- _Data records_:
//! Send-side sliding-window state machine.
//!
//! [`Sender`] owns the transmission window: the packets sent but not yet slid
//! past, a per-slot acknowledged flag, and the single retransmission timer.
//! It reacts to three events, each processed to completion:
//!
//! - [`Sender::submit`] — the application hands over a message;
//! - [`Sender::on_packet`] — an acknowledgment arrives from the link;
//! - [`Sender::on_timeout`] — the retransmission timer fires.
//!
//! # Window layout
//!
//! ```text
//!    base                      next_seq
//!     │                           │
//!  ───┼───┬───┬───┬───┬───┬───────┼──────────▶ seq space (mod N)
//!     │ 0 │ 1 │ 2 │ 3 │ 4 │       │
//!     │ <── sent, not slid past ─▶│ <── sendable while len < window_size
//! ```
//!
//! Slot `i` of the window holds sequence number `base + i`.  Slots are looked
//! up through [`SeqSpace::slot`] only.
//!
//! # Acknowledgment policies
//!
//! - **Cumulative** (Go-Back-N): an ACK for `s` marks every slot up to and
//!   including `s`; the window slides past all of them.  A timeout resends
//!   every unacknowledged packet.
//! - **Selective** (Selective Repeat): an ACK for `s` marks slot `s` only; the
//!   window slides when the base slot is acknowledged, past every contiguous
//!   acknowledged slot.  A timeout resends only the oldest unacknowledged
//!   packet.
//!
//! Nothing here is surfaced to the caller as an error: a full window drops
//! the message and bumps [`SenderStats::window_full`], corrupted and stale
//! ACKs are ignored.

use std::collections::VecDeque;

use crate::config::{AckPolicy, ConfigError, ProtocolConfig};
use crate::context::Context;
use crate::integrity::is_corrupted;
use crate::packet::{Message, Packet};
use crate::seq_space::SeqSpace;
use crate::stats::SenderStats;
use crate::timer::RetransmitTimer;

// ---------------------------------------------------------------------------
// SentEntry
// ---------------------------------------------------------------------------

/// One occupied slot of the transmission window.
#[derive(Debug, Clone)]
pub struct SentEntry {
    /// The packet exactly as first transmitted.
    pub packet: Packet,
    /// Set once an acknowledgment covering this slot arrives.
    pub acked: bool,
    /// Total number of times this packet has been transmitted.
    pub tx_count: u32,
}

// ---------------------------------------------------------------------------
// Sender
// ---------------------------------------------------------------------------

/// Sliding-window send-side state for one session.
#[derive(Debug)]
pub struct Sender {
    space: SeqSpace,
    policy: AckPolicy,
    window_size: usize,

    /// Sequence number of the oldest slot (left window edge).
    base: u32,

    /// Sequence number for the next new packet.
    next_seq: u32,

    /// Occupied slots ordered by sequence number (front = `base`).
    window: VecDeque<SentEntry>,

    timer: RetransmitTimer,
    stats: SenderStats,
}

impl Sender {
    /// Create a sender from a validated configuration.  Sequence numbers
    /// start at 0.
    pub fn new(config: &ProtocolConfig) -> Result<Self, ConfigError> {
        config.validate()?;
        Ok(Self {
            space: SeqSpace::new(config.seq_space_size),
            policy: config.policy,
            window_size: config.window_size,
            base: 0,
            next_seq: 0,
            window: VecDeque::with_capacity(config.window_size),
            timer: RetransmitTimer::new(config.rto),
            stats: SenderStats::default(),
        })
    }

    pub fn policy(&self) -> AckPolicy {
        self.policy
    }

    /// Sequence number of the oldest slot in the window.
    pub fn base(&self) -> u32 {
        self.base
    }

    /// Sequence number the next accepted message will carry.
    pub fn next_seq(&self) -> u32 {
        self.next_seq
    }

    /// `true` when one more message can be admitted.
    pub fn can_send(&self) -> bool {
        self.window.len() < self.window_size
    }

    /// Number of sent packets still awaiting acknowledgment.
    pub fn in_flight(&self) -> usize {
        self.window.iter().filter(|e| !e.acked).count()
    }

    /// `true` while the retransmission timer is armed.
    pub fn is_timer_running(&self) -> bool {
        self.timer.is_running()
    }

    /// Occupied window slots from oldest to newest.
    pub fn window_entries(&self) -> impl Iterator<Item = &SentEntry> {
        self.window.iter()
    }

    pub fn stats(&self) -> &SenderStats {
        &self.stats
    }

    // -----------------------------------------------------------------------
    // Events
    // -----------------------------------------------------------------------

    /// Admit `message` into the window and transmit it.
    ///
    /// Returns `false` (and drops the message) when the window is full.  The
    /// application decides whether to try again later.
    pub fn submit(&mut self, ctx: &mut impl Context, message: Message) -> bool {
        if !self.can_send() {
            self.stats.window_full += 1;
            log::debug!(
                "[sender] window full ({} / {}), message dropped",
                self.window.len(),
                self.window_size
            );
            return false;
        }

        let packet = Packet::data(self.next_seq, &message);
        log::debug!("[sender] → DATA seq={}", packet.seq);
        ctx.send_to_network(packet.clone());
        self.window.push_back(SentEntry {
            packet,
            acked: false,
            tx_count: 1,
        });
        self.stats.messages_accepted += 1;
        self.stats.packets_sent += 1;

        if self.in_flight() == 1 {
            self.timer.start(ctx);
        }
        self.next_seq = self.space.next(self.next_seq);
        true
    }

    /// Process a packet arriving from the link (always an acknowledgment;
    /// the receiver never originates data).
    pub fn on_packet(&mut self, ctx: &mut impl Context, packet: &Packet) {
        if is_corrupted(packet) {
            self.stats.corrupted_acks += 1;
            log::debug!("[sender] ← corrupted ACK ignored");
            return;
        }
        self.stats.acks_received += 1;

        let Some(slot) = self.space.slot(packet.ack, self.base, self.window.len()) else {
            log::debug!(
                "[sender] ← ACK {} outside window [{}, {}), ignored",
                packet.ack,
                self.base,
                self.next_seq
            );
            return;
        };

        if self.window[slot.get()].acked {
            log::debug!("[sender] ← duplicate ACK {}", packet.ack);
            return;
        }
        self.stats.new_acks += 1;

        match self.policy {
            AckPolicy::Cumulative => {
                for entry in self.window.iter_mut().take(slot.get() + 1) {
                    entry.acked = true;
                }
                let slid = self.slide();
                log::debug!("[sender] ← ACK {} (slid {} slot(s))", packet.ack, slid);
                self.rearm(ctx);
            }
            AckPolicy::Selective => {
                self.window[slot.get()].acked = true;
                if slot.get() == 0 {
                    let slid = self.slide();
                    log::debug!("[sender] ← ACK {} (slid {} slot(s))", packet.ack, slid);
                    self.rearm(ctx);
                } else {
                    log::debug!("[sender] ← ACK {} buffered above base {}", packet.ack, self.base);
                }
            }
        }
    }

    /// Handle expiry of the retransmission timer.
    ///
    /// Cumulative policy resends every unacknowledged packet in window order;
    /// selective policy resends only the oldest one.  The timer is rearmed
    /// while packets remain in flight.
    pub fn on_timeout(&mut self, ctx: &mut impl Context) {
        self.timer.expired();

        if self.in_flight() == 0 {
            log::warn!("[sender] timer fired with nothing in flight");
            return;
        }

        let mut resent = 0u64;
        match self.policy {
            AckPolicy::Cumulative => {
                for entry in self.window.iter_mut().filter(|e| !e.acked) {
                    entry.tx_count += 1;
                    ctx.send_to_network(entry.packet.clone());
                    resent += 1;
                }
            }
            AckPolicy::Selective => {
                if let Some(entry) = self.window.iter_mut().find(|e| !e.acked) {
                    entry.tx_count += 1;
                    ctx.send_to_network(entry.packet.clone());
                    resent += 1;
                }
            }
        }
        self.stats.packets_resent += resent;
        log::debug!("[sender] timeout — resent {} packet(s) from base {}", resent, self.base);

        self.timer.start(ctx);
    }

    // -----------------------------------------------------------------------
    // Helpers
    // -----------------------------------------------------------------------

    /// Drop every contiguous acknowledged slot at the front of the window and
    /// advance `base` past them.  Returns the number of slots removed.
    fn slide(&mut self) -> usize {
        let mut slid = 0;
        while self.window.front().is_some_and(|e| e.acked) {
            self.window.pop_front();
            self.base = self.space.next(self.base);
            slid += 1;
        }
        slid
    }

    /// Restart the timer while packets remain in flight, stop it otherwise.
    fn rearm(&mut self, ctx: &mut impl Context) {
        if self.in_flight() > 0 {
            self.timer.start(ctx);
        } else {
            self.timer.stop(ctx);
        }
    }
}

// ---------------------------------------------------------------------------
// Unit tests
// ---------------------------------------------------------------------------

- _What is required_: Your answer should be only the number of lines in the entries above that hold the string "SenderStats".

- _Exercise answer_: 5